PI: Jana Kainerstorfer
Co-PI(s): Pulkit Grover
University: Carnegie Mellon University

There is a critical clinical need for non-invasive intracranial pressure (ICP) monitoring. Current methods are invasive and are only applicable to severe traumatic brain injury. Changes in cerebral autoregulation, which is the brain’s mechanism to maintain blood flow despite pressure changes, after brain injury may contribute to cerebral ischemia, elevated ICP, and/or cerebral hyperemia, and may worsen patient outcome. In order to quantify autoregulation and manage patient’s health based on autoregulation and perfusion, ICP needs to be measured.

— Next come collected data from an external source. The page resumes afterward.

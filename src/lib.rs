//! Size-balanced reorganization of PDF corpora.
//!
//! A run scans a source tree, deals the files into size-ordered buckets,
//! writes every planned transfer to a JSON-lines journal and, optionally,
//! replays that journal to move or copy the files. The journal is always
//! complete on disk before the first file is touched, so an interrupted
//! run is resumed by replaying it again.

pub mod bucket;
pub mod config;
pub mod error;
pub mod execution;
pub mod jobs;
pub mod logging;
pub mod observer;
pub mod planner;
pub mod size;
pub mod stats;
pub mod vfs;
pub mod wal;

pub use bucket::{assign_buckets, assign_buckets_with, assign_records, bucket_name, Bucket};
pub use config::{RunConfig, RunMode};
pub use error::{BucketError, Result};
pub use execution::{execute, execute_with, ExecutionConfig, ExecutionResult, TransferMode};
pub use jobs::{DistributionJob, JobSummary};
pub use observer::{NullObserver, Observer, TracingObserver};
pub use planner::{plan, plan_with, PlanConfig};
pub use size::{humanize, size_of};
pub use stats::{report, BucketStats};
pub use vfs::{enumerate_files, FileRecord};
pub use wal::{audit_journal, read_journal, write_journal, AuditReport, PlanEntry};

/// Crate version
pub const VERSION: &str = env!("CARGO_PKG_VERSION");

Using a combination of optical methods, such as near-infrared spectroscopy (NIRS) and diffuse correlation spectroscopy (DCS), in acute measurements of increased ICP in non-human primates, we found that hemodynamic changes (as measured with NIRS and DCS) can be used to monitor ICP as well as autoregulation non-invasively. The test studies have been funded by AHA as well as NIH and are ongoing. Preliminary results demonstrated that cerebral hemodynamic changes as measured with NIRS in combination with a transfer function analysis approach can yield ICP traces and therefore feedback about the autoregulatory state of the brain. Translation of the methods into a clinical setting at the Children’s Hospital in Pittsburgh was proposed in our CMLH submission, which is used as matching funding and is the core of the proposed work. The PITA proposal expands the proposed study by developing a combined NIRS/DCS system, which is an important step towards ease-of-use in the clinic.